Start of TASK MATERIAL

impl Config {
    /// Create a new configuration builder.
    pub fn builder(role: Role, transport: TransportKind, cipher_suite: CipherSuite) -> ConfigBuilder {
        ConfigBuilder {
            role,
            transport,
            cipher_suite,
            max_record_size: 16384,
            record_size_limit: false,
            psk_identity: Vec::new(),
            psk: Zeroizing::new(Vec::new()),
            psk_hint: None,
            certificate_chain: Vec::new(),
            signing_key: None,
            trust_anchor: None,
            ca_name: None,
            rx_buffer_size: None,
            tx_buffer_size: None,
            app_rx_buffer_size: None,
            fragment_buffer_size: 2048,
            transcript_size: 4096,
            retransmit_buffer_size: 4096,
            retransmit_initial_ticks: 100,
            retransmit_limit: 6,
            tx_confirmation_depth: 10,
            key_resolver: None,
        }
    }

    /// Client or server.
    #[inline(always)]
    pub fn role(&self) -> Role {
        self.role
    }

    /// Stream (TLS) or datagram (DTLS).
    #[inline(always)]
    pub fn transport(&self) -> TransportKind {
        self.transport
    }

    /// The single cipher suite offered or accepted.
    #[inline(always)]
    pub fn cipher_suite(&self) -> CipherSuite {
        self.cipher_suite
    }

    /// Largest record, header included, we accept and send.
    ///
    /// Larger inbound records fail with `record_overflow`.
    #[inline(always)]
    pub fn max_record_size(&self) -> usize {
        self.max_record_size
    }

    /// Whether the record_size_limit extension (RFC 8449) is negotiated.
    #[inline(always)]
    pub fn record_size_limit(&self) -> bool {
        self.record_size_limit
    }

    /// PSK identity sent in ClientKeyExchange.
    #[inline(always)]
    pub fn psk_identity(&self) -> &[u8] {
        &self.psk_identity
    }

    /// Pre-shared key.
    #[inline(always)]
    pub fn psk(&self) -> &[u8] {
        &self.psk
    }

    /// Identity hint a PSK server sends in ServerKeyExchange.
    #[inline(always)]
    pub fn psk_hint(&self) -> Option<&[u8]> {
        self.psk_hint.as_deref()
    }

    /// DER certificates we send, leaf first.
    #[inline(always)]
    pub fn certificate_chain(&self) -> &[Vec<u8>] {
        &self.certificate_chain
    }

    /// Crypto service key used to sign with our certificate.
    #[inline(always)]
    pub fn signing_key(&self) -> Option<KeyRef> {
        self.signing_key
    }

    /// DER certificate the peer's chain must lead to.
    ///
    /// For a server this also enables client authentication.
    #[inline(always)]
    pub fn trust_anchor(&self) -> Option<&[u8]> {
        self.trust_anchor.as_deref()
    }

    /// DER distinguished name listed in CertificateRequest.
    #[inline(always)]
    pub fn ca_name(&self) -> Option<&[u8]> {
        self.ca_name.as_deref()
    }

    /// Capacity of the raw receive buffer.
    #[inline(always)]
    pub fn rx_buffer_size(&self) -> usize {
        self.rx_buffer_size
    }

    /// Capacity of the plaintext transmit queue.
    #[inline(always)]
    pub fn tx_buffer_size(&self) -> usize {
        self.tx_buffer_size
    }

    /// Capacity of received application data awaiting pickup.
    #[inline(always)]
    pub fn app_rx_buffer_size(&self) -> usize {
        self.app_rx_buffer_size
    }

    /// Largest handshake message, header included, that can be reassembled.
    #[inline(always)]
    pub fn fragment_buffer_size(&self) -> usize {
        self.fragment_buffer_size
    }

    /// Capacity of the handshake transcript.
    #[inline(always)]
    pub fn transcript_size(&self) -> usize {
        self.transcript_size
    }

    /// Capacity of the datagram flight buffer.
    #[inline(always)]
    pub fn retransmit_buffer_size(&self) -> usize {
        self.retransmit_buffer_size
    }

    /// Ticks before the first retransmission of a flight.
    ///
    /// Doubled for every retransmission.
    #[inline(always)]
    pub fn retransmit_initial_ticks(&self) -> u32 {
        self.retransmit_initial_ticks
    }

    /// Retransmissions of one flight before the handshake fails.
    #[inline(always)]
    pub fn retransmit_limit(&self) -> u32 {
        self.retransmit_limit
    }

    /// Depth of the transmit confirmation queue.
    #[inline(always)]
    pub fn tx_confirmation_depth(&self) -> usize {
        self.tx_confirmation_depth
    }

    /// Apply the key resolver hook, if any.
    pub fn resolve_key(&self, key: KeyRef) -> KeyRef {
        match &self.key_resolver {
            Some(f) => f(key),
            None => key,
        }
    }
}
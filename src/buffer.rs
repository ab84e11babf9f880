//! Bounded byte buffers.
//!
//! Every buffer in a connection has a fixed capacity chosen from [`Config`](crate::Config)
//! when the connection is opened. Writes that would exceed it fail with
//! [`Error::BufferFull`] and leave the contents untouched.

use std::fmt;
use std::ops::Deref;

use crate::Error;

/// Byte buffer with a hard capacity.
#[derive(Default)]
pub(crate) struct Buf {
    data: Vec<u8>,
    capacity: usize,
}

impl Buf {
    /// Create an empty buffer that holds at most `capacity` bytes.
    pub fn with_capacity(capacity: usize) -> Self {
        Buf {
            data: Vec::with_capacity(capacity),
            capacity,
        }
    }

    pub fn capacity(&self) -> usize {
        self.capacity
    }

    /// Bytes that can still be written.
    pub fn free(&self) -> usize {
        self.capacity - self.data.len()
    }

    pub fn clear(&mut self) {
        self.data.clear();
    }

    /// Push a single byte.
    pub fn push(&mut self, byte: u8) -> Result<(), Error> {
        if self.free() == 0 {
            return Err(Error::BufferFull);
        }
        self.data.push(byte);
        Ok(())
    }

    /// Append a slice. Nothing is written if it does not fit entirely.
    pub fn extend_from_slice(&mut self, other: &[u8]) -> Result<(), Error> {
        if other.len() > self.free() {
            return Err(Error::BufferFull);
        }
        self.data.extend_from_slice(other);
        Ok(())
    }

    /// Remove `n` bytes from the front.
    pub fn consume(&mut self, n: usize) {
        let n = n.min(self.data.len());
        self.data.drain(..n);
    }

    pub fn truncate(&mut self, len: usize) {
        self.data.truncate(len);
    }
}

impl Deref for Buf {
    type Target = [u8];

    fn deref(&self) -> &Self::Target {
        &self.data
    }
}

impl fmt::Debug for Buf {
    fn fmt(&self, f: &mut fmt::Formatter<'_>) -> fmt::Result {
        f.debug_struct("Buf")
            .field("len", &self.data.len())
            .field("capacity", &self.capacity)
            .finish()
    }
}

#[cfg(test)]
mod tests {
    use super::*;

    #[test]
    fn bounded_push() {
        let mut b = Buf::with_capacity(2);
        b.push(1).unwrap();
        b.push(2).unwrap();
        assert!(matches!(b.push(3), Err(Error::BufferFull)));
        assert_eq!(&*b, &[1, 2]);
    }

    #[test]
    fn extend_is_all_or_nothing() {
        let mut b = Buf::with_capacity(4);
        b.extend_from_slice(&[1, 2, 3]).unwrap();
        assert!(b.extend_from_slice(&[4, 5]).is_err());
        assert_eq!(b.len(), 3);
        b.consume(2);
        assert_eq!(&*b, &[3]);
        assert_eq!(b.free(), 3);
    }
}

End of TASK MATERIAL

• **TASK REQUIREMENTS**: A single figure is required: how many lines above contain the word "free".

• **SOLUTION TO THIS PROBLEM**: 4